Wealthy hunters don’t need to travel to Africa to shoot exotic big game animals. Hunting preserves in the U.S. offer the chance to kill a dizzying array of species, including fallow deer, antelope, zebras and even exotic breeds of domestic goats. Most were bred specifically to be killed, but some game farms purchase animals from exotic animal auctions and even zoos.

In 2014, the Indianapolis Star conducted the first comprehensive investigation into America’s trophy deer hunting industry.  . . . They concluded that the trophy deer hunting business “costs taxpayers millions of dollars, compromises long-standing wildlife laws, endangers wild deer, and undermines the government’s multibillion-dollar effort to protect livestock and the food supply.”

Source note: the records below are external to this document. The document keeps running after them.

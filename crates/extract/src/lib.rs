pub mod ids;
pub mod llm;
pub mod parser;
pub mod prompt;
pub mod schema;
#[cfg(any(test, feature = "test-util"))]
pub mod testing;

pub use llm::{Acceleration, CompletionEngine, EngineConfig, EngineError, OllamaEngine, SamplingOptions};
pub use parser::{ParseOutcome, TaskOutput, parse};
pub use prompt::{BuiltPrompt, ExpectedShape, PromptDocument, Task, build_graph_prompt, build_prompt};
pub use schema::{
    Entity, EntityType, QueryAnswer, RawGraph, Relationship, SentimentResult, SummaryResult,
};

In less than 40 years, deer breeding—which started as a backyard hobby—ballooned into an industry that operates primarily to give wealthy and busy clients the opportunity to kill trophy-size animals with a minimum of effort. The trophy deer breeding industry comprises at least 10,000 farms and hunting preserves in the U.S. and Canada. Over half of the states that permit the hunting of captive wild animals have few or no regulations regarding how captive wild animals are killed.

Chancellor also noted differences in how men and women approach animals right after killing them: “When they approach a kill, most guys high five or have a cigar,” he said. “Women will, almost without exception, sit by the animal, touch the animal. Some say a prayer. Some cry. Some walk with their head in their hands.”

These trophy hunters are a sick bunch and in my view must have microscopic penises if they so desperately need to kill rare and beautify animals so that they can feel like "real men."  Trophy hunting needs to be banned.   As for Palmer, I hope his dental practice is destroyed.  Perhaps he should have spent his wealth on penile enlargement surgery so that he would not need to be off killing prized and beloved animals.